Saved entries
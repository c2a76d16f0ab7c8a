//! Followsweeper Client Library
//!
//! Talks to the followsweeper server over HTTP (game creation, followers,
//! share text, board images) and over a WebSocket for live play.
//!
//! ## Usage
//!
//! [`FollowsweeperGame`] keeps a local copy of the board and reports what
//! happens as [`GameEvent`]s:
//!
//! ```rust,no_run
//! use followsweeper_client::{FollowsweeperGame, GameEvent, GameParams, Pos};
//!
//! #[tokio::main]
//! async fn main() -> Result<(), Box<dyn std::error::Error + Send + Sync>> {
//!     let game = FollowsweeperGame::new("http://localhost:8000")?;
//!     let mut events = game.subscribe_to_events().await;
//!
//!     game.start_game(Some(3), GameParams::default()).await?;
//!     game.reveal(Pos::new(0, 0)).await?;
//!
//!     while let Some(event) = events.recv().await {
//!         if let GameEvent::Killed { by } = event {
//!             println!("Killed by {:?}", by.map(|avatar| avatar.mention()));
//!             break;
//!         }
//!     }
//!
//!     game.disconnect().await?;
//!     Ok(())
//! }
//! ```
//!
//! [`FollowsweeperClient`] and [`FollowsweeperWebSocket`] are the lower-level
//! pieces it is built from.

mod client;
mod game;
mod websocket;

pub use client::FollowsweeperClient;
pub use game::{FollowsweeperGame, GameEvent, GameState, apply_message};
pub use websocket::FollowsweeperWebSocket;

pub use followsweeper_common::{models::*, protocol::*};

pub type Result<T> = std::result::Result<T, Box<dyn std::error::Error + Send + Sync>>;
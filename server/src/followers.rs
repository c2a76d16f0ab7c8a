use std::{collections::HashSet, sync::Arc};

use followsweeper_common::models::AvatarRecord;
use rand::{Rng, seq::SliceRandom};
use reqwest::{Client, StatusCode};
use rocket::futures::future::join_all;
use serde::Deserialize;
use thiserror::Error;
use tracing::{debug, info, instrument, warn};

use crate::{cache::TtlCache, config::AppConfig};

/// Well-known accounts used to fill the mines when a player has too few
/// followers, and as the whole pool when the follower API is unreachable.
pub const DEFAULT_FIDS: [u64; 8] = [4753, 3, 12, 99, 1075899, 1350, 2233, 1188544];

/// How many followers are requested before picking the pool at random.
const FOLLOWER_PAGE_SIZE: usize = 20;

pub type FollowerCache = Arc<TtlCache<u64, Vec<AvatarRecord>>>;

#[derive(Debug, Error)]
pub enum FollowerError {
    #[error("NEYNAR_API_KEY is not configured")]
    MissingApiKey,
    #[error("follower request failed: {0}")]
    Request(#[from] reqwest::Error),
    #[error("follower API answered {status}: {body}")]
    Status { status: StatusCode, body: String },
    #[error("malformed follower API response: {0}")]
    InvalidResponse(#[from] serde_json::Error),
}

/// Source of the avatars hidden under the mines.
#[rocket::async_trait]
pub trait FollowerSource: Send + Sync {
    /// Returns up to `limit` avatars for `fid`, in the order they should be
    /// assigned to mines.
    async fn fetch_top_avatars(
        &self,
        fid: u64,
        limit: usize,
    ) -> Result<Vec<AvatarRecord>, FollowerError>;
}

#[derive(Deserialize)]
struct FollowersPage {
    users: Vec<FollowerEntry>,
}

#[derive(Deserialize)]
struct FollowerEntry {
    user: NeynarUser,
}

#[derive(Deserialize)]
struct UserResponse {
    user: NeynarUser,
}

#[derive(Deserialize)]
struct NeynarUser {
    fid: u64,
    username: String,
    display_name: Option<String>,
    pfp_url: Option<String>,
    #[serde(default)]
    follower_count: u64,
    #[serde(default)]
    following_count: u64,
    verified_addresses: Option<VerifiedAddresses>,
}

#[derive(Deserialize)]
struct VerifiedAddresses {
    #[serde(default)]
    eth_addresses: Vec<String>,
}

impl From<NeynarUser> for AvatarRecord {
    fn from(user: NeynarUser) -> Self {
        Self {
            fid: user.fid,
            display_name: user
                .display_name
                .filter(|name| !name.is_empty())
                .unwrap_or_else(|| user.username.clone()),
            username: user.username,
            pfp_url: user.pfp_url.unwrap_or_default(),
            follower_count: user.follower_count,
            following_count: user.following_count,
            verified_addresses: user
                .verified_addresses
                .map(|addresses| addresses.eth_addresses)
                .unwrap_or_default(),
        }
    }
}

/// Farcaster followers through the Neynar API.
pub struct NeynarFollowerSource {
    client: Client,
    base_url: String,
    api_key: Option<String>,
}

impl NeynarFollowerSource {
    pub fn new(config: &AppConfig) -> Result<Self, reqwest::Error> {
        let client = Client::builder()
            .timeout(config.follower_request_timeout)
            .build()?;

        Ok(Self {
            client,
            base_url: config.neynar_api_url.trim_end_matches('/').to_string(),
            api_key: config.neynar_api_key.clone(),
        })
    }

    async fn get_json<T: for<'de> Deserialize<'de>>(
        &self,
        api_key: &str,
        path: &str,
        query: &[(&str, String)],
    ) -> Result<T, FollowerError> {
        let response = self
            .client
            .get(format!("{}{}", self.base_url, path))
            .header("x-api-key", api_key)
            .header("accept", "application/json")
            .query(query)
            .send()
            .await?;

        let status = response.status();
        let body = response.text().await?;
        if !status.is_success() {
            return Err(FollowerError::Status { status, body });
        }

        Ok(serde_json::from_str(&body)?)
    }

    async fn fetch_followers(&self, api_key: &str, fid: u64) -> Result<Vec<AvatarRecord>, FollowerError> {
        let page: FollowersPage = self
            .get_json(
                api_key,
                "/v2/farcaster/followers/",
                &[
                    ("fid", fid.to_string()),
                    ("limit", FOLLOWER_PAGE_SIZE.to_string()),
                    ("viewer_fid", fid.to_string()),
                    ("sort_type", "desc_chron".to_string()),
                ],
            )
            .await?;

        Ok(page.users.into_iter().map(|entry| entry.user.into()).collect())
    }

    async fn fetch_user(&self, api_key: &str, fid: u64, viewer: u64) -> AvatarRecord {
        let response: Result<UserResponse, _> = self
            .get_json(
                api_key,
                "/v2/farcaster/user/",
                &[("fid", fid.to_string()), ("viewer_fid", viewer.to_string())],
            )
            .await;

        match response {
            Ok(response) => response.user.into(),
            Err(e) => {
                warn!("Could not look up default fid {}: {}", fid, e);
                AvatarRecord::placeholder(fid)
            }
        }
    }
}

#[rocket::async_trait]
impl FollowerSource for NeynarFollowerSource {
    #[instrument(level = "trace", skip(self))]
    async fn fetch_top_avatars(
        &self,
        fid: u64,
        limit: usize,
    ) -> Result<Vec<AvatarRecord>, FollowerError> {
        let api_key = self.api_key.as_deref().ok_or(FollowerError::MissingApiKey)?;

        let followers = self.fetch_followers(api_key, fid).await?;
        let found = followers.len();
        let (mut pool, fill) = select_pool(followers, limit, &mut rand::rng());

        if !fill.is_empty() {
            info!(
                "fid {} has {} followers, filling {} slots with default accounts",
                fid,
                found,
                fill.len()
            );
            let defaults = join_all(fill.iter().map(|&d| self.fetch_user(api_key, d, fid))).await;
            pool.extend(defaults);
        }

        pool.shuffle(&mut rand::rng());
        debug!(
            "Avatar pool for fid {}: {:?}",
            fid,
            pool.iter().map(|avatar| avatar.fid).collect::<Vec<_>>()
        );
        Ok(pool)
    }
}

/// Picks up to `limit` followers at random and the default fids needed to
/// fill the remaining slots.
pub fn select_pool<R: Rng + ?Sized>(
    mut followers: Vec<AvatarRecord>,
    limit: usize,
    rng: &mut R,
) -> (Vec<AvatarRecord>, Vec<u64>) {
    followers.shuffle(rng);
    followers.truncate(limit);

    let taken: HashSet<u64> = followers.iter().map(|avatar| avatar.fid).collect();
    let mut defaults: Vec<u64> = DEFAULT_FIDS
        .into_iter()
        .filter(|fid| !taken.contains(fid))
        .collect();
    defaults.shuffle(rng);
    defaults.truncate(limit.saturating_sub(followers.len()));

    (followers, defaults)
}

/// Pool used when the follower API cannot be reached.
pub fn fallback_pool(limit: usize) -> Vec<AvatarRecord> {
    DEFAULT_FIDS
        .into_iter()
        .take(limit)
        .map(AvatarRecord::placeholder)
        .collect()
}

/// Follower source fronted by the follower cache.
pub struct AvatarService {
    source: Arc<dyn FollowerSource>,
    cache: FollowerCache,
    limit: usize,
}

impl AvatarService {
    pub fn new(source: Arc<dyn FollowerSource>, cache: FollowerCache, limit: usize) -> Self {
        Self {
            source,
            cache,
            limit,
        }
    }

    pub fn cache(&self) -> &FollowerCache {
        &self.cache
    }

    /// Never fails: a broken source degrades to [`fallback_pool`], which is
    /// not cached so the next game retries the source.
    #[instrument(level = "trace", skip(self))]
    pub async fn avatars_for(&self, fid: u64) -> Vec<AvatarRecord> {
        if let Some(cached) = self.cache.get(&fid) {
            debug!("Follower cache hit for fid {}", fid);
            return cached;
        }

        match self.source.fetch_top_avatars(fid, self.limit).await {
            Ok(avatars) => {
                info!("Fetched {} avatars for fid {}", avatars.len(), fid);
                self.cache.insert(fid, avatars.clone());
                avatars
            }
            Err(e) => {
                warn!("Falling back to default avatars for fid {}: {}", fid, e);
                fallback_pool(self.limit)
            }
        }
    }
}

WORK ITEM:
Nothing but the lines from the top of the records down to the line with "use thiserror::Error;" belongs in the answer; repeat them exactly.

OUTPUT FOR THIS EXERCISE:
repository c2a76d16f0ab7c8a
//! Followsweeper Client Library
//!
//! Talks to the followsweeper server over HTTP (game creation, followers,
//! share text, board images) and over a WebSocket for live play.
//!
//! ## Usage
//!
//! [`FollowsweeperGame`] keeps a local copy of the board and reports what
//! happens as [`GameEvent`]s:
//!
//! ```rust,no_run
//! use followsweeper_client::{FollowsweeperGame, GameEvent, GameParams, Pos};
//!
//! #[tokio::main]
//! async fn main() -> Result<(), Box<dyn std::error::Error + Send + Sync>> {
//!     let game = FollowsweeperGame::new("http://localhost:8000")?;
//!     let mut events = game.subscribe_to_events().await;
//!
//!     game.start_game(Some(3), GameParams::default()).await?;
//!     game.reveal(Pos::new(0, 0)).await?;
//!
//!     while let Some(event) = events.recv().await {
//!         if let GameEvent::Killed { by } = event {
//!             println!("Killed by {:?}", by.map(|avatar| avatar.mention()));
//!             break;
//!         }
//!     }
//!
//!     game.disconnect().await?;
//!     Ok(())
//! }
//! ```
//!
//! [`FollowsweeperClient`] and [`FollowsweeperWebSocket`] are the lower-level
//! pieces it is built from.

mod client;
mod game;
mod websocket;

pub use client::FollowsweeperClient;
pub use game::{FollowsweeperGame, GameEvent, GameState, apply_message};
pub use websocket::FollowsweeperWebSocket;

pub use followsweeper_common::{models::*, protocol::*};

pub type Result<T> = std::result::Result<T, Box<dyn std::error::Error + Send + Sync>>;
filename server/src/followers.rs
repository c2a76d16f0ab7c8a
use std::{collections::HashSet, sync::Arc};

use followsweeper_common::models::AvatarRecord;
use rand::{Rng, seq::SliceRandom};
use reqwest::{Client, StatusCode};
use rocket::futures::future::join_all;
use serde::Deserialize;
use thiserror::Error;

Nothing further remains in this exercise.